EXERCISE — Set the records down once more so that they match the source word for word.

[Start of Attachment]

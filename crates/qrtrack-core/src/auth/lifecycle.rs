//! Token expiry policy, refresh, and identity extraction.
//!
//! Nothing here touches storage; callers persist whatever `refresh` returns.

use std::time::Duration;

use base64::engine::general_purpose::URL_SAFE_NO_PAD;
use base64::Engine;
use chrono::Utc;
use serde_json::{Map, Value};
use tracing::{debug, warn};

use super::bundle::TokenBundle;
use super::error::RefreshError;
use super::provider::{IdentityProvider, TokenResponse};

/// Refresh this long before the access token's hard expiry, so a refresh
/// never races a 401 during an in-flight user action.
pub const REFRESH_BUFFER_MINUTES: i64 = 15;

const REFRESH_BUFFER_MILLIS: i64 = REFRESH_BUFFER_MINUTES * 60 * 1000;

/// Upper bound on a refresh-token grant.
pub const REFRESH_TIMEOUT: Duration = Duration::from_secs(30);

/// Claims checked, in order, when looking for the signed-in user's email.
const IDENTITY_CLAIMS: &[&str] = &["email", "emails", "preferred_username", "upn", "unique_name"];

/// Whether `bundle` should be refreshed before use, judged at the current time.
pub fn is_expired(bundle: &TokenBundle) -> bool {
    is_expired_at(bundle, Utc::now().timestamp_millis())
}

/// Whether `bundle` should be refreshed before use, judged at `now_millis`.
///
/// Bundles without timing information are always expired.
pub fn is_expired_at(bundle: &TokenBundle, now_millis: i64) -> bool {
    match bundle.expiry_epoch_millis() {
        Some(expiry) => now_millis >= expiry - REFRESH_BUFFER_MILLIS,
        None => true,
    }
}

/// Time left before `bundle` enters the refresh window, for display.
/// Zero when already inside it.
pub fn time_until_refresh(bundle: &TokenBundle) -> chrono::Duration {
    match bundle.expiry_epoch_millis() {
        Some(expiry) => {
            let remaining = expiry - REFRESH_BUFFER_MILLIS - Utc::now().timestamp_millis();
            chrono::Duration::milliseconds(remaining.max(0))
        }
        None => chrono::Duration::zero(),
    }
}

/// Build a fresh bundle from a token endpoint response, stamped with the
/// current time.
///
/// `previous` supplies the refresh and ID tokens when the provider leaves
/// them out of a refresh response.
pub fn bundle_from_response(
    response: TokenResponse,
    previous: Option<&TokenBundle>,
) -> TokenBundle {
    TokenBundle {
        access_token: Some(response.access_token),
        id_token: response
            .id_token
            .or_else(|| previous.and_then(|p| p.id_token.clone())),
        refresh_token: response
            .refresh_token
            .or_else(|| previous.and_then(|p| p.refresh_token.clone())),
        expires_in_seconds: response.expires_in,
        issued_at_epoch_millis: Some(Utc::now().timestamp_millis()),
    }
}

/// Run the refresh-token grant for `bundle`.
///
/// Makes exactly one attempt. On failure the caller must treat the session
/// as unauthenticated rather than retry.
pub async fn refresh(
    bundle: &TokenBundle,
    provider: &dyn IdentityProvider,
) -> Result<TokenBundle, RefreshError> {
    let refresh_token = bundle
        .refresh_token
        .as_deref()
        .ok_or(RefreshError::MissingRefreshToken)?;

    debug!("Refreshing access token");
    let response = tokio::time::timeout(REFRESH_TIMEOUT, provider.refresh(refresh_token))
        .await
        .map_err(|_| RefreshError::TimedOut)?
        .map_err(|e| {
            warn!(error = %e, "Token refresh failed");
            RefreshError::from(e)
        })?;

    Ok(bundle_from_response(response, Some(bundle)))
}

/// The signed-in user's email, read from the access token's claims (or the
/// ID token's when there is no access token).
///
/// Malformed tokens yield `None`.
pub fn extract_identity(bundle: &TokenBundle) -> Option<String> {
    let token = bundle
        .access_token
        .as_deref()
        .or(bundle.id_token.as_deref())?;
    let claims = decode_claims(token)?;

    IDENTITY_CLAIMS
        .iter()
        .find_map(|claim| claims.get(*claim).and_then(claim_as_string))
}

/// Decode the payload segment of a `header.payload.signature` token.
/// The signature is not verified; the backend does that.
fn decode_claims(token: &str) -> Option<Map<String, Value>> {
    let mut segments = token.split('.');
    let (_header, payload, _signature) = (segments.next()?, segments.next()?, segments.next()?);
    if segments.next().is_some() {
        return None;
    }

    // Some providers pad their segments even though the format says not to
    let bytes = URL_SAFE_NO_PAD.decode(payload.trim_end_matches('=')).ok()?;
    match serde_json::from_slice(&bytes).ok()? {
        Value::Object(claims) => Some(claims),
        _ => None,
    }
}

fn claim_as_string(value: &Value) -> Option<String> {
    match value {
        Value::String(s) if !s.trim().is_empty() => Some(s.clone()),
        Value::Array(items) => items.iter().find_map(claim_as_string),
        _ => None,
    }
}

[End of Attachment]

ANSWER TO THIS PROBLEM —
filename crates/qrtrack-core/src/auth/lifecycle.rs
//! Token expiry policy, refresh, and identity extraction.
//!
//! Nothing here touches storage; callers persist whatever `refresh` returns.

use std::time::Duration;

use base64::engine::general_purpose::URL_SAFE_NO_PAD;
use base64::Engine;
use chrono::Utc;
use serde_json::{Map, Value};
use tracing::{debug, warn};

use super::bundle::TokenBundle;
use super::error::RefreshError;
use super::provider::{IdentityProvider, TokenResponse};

/// Refresh this long before the access token's hard expiry, so a refresh
/// never races a 401 during an in-flight user action.
pub const REFRESH_BUFFER_MINUTES: i64 = 15;

const REFRESH_BUFFER_MILLIS: i64 = REFRESH_BUFFER_MINUTES * 60 * 1000;

/// Upper bound on a refresh-token grant.
pub const REFRESH_TIMEOUT: Duration = Duration::from_secs(30);

/// Claims checked, in order, when looking for the signed-in user's email.
const IDENTITY_CLAIMS: &[&str] = &["email", "emails", "preferred_username", "upn", "unique_name"];

/// Whether `bundle` should be refreshed before use, judged at the current time.
pub fn is_expired(bundle: &TokenBundle) -> bool {
    is_expired_at(bundle, Utc::now().timestamp_millis())
}

/// Whether `bundle` should be refreshed before use, judged at `now_millis`.
///
/// Bundles without timing information are always expired.
pub fn is_expired_at(bundle: &TokenBundle, now_millis: i64) -> bool {
    match bundle.expiry_epoch_millis() {
        Some(expiry) => now_millis >= expiry - REFRESH_BUFFER_MILLIS,
        None => true,
    }
}

/// Time left before `bundle` enters the refresh window, for display.
/// Zero when already inside it.
pub fn time_until_refresh(bundle: &TokenBundle) -> chrono::Duration {
    match bundle.expiry_epoch_millis() {
        Some(expiry) => {
            let remaining = expiry - REFRESH_BUFFER_MILLIS - Utc::now().timestamp_millis();
            chrono::Duration::milliseconds(remaining.max(0))
        }
        None => chrono::Duration::zero(),
    }
}

/// Build a fresh bundle from a token endpoint response, stamped with the
/// current time.
///
/// `previous` supplies the refresh and ID tokens when the provider leaves
/// them out of a refresh response.
pub fn bundle_from_response(
    response: TokenResponse,
    previous: Option<&TokenBundle>,
) -> TokenBundle {
    TokenBundle {
        access_token: Some(response.access_token),
        id_token: response
            .id_token
            .or_else(|| previous.and_then(|p| p.id_token.clone())),
        refresh_token: response
            .refresh_token
            .or_else(|| previous.and_then(|p| p.refresh_token.clone())),
        expires_in_seconds: response.expires_in,
        issued_at_epoch_millis: Some(Utc::now().timestamp_millis()),
    }
}

/// Run the refresh-token grant for `bundle`.
///
/// Makes exactly one attempt. On failure the caller must treat the session
/// as unauthenticated rather than retry.
pub async fn refresh(
    bundle: &TokenBundle,
    provider: &dyn IdentityProvider,
) -> Result<TokenBundle, RefreshError> {
    let refresh_token = bundle
        .refresh_token
        .as_deref()
        .ok_or(RefreshError::MissingRefreshToken)?;

    debug!("Refreshing access token");
    let response = tokio::time::timeout(REFRESH_TIMEOUT, provider.refresh(refresh_token))
        .await
        .map_err(|_| RefreshError::TimedOut)?
        .map_err(|e| {
            warn!(error = %e, "Token refresh failed");
            RefreshError::from(e)
        })?;

    Ok(bundle_from_response(response, Some(bundle)))
}

/// The signed-in user's email, read from the access token's claims (or the
/// ID token's when there is no access token).
///
/// Malformed tokens yield `None`.
pub fn extract_identity(bundle: &TokenBundle) -> Option<String> {
    let token = bundle
        .access_token
        .as_deref()
        .or(bundle.id_token.as_deref())?;
    let claims = decode_claims(token)?;

    IDENTITY_CLAIMS
        .iter()
        .find_map(|claim| claims.get(*claim).and_then(claim_as_string))
}

/// Decode the payload segment of a `header.payload.signature` token.
/// The signature is not verified; the backend does that.
fn decode_claims(token: &str) -> Option<Map<String, Value>> {
    let mut segments = token.split('.');
    let (_header, payload, _signature) = (segments.next()?, segments.next()?, segments.next()?);
    if segments.next().is_some() {
        return None;
    }

    // Some providers pad their segments even though the format says not to
    let bytes = URL_SAFE_NO_PAD.decode(payload.trim_end_matches('=')).ok()?;
    match serde_json::from_slice(&bytes).ok()? {
        Value::Object(claims) => Some(claims),
        _ => None,
    }
}

fn claim_as_string(value: &Value) -> Option<String> {
    match value {
        Value::String(s) if !s.trim().is_empty() => Some(s.clone()),
        Value::Array(items) => items.iter().find_map(claim_as_string),
        _ => None,
    }
}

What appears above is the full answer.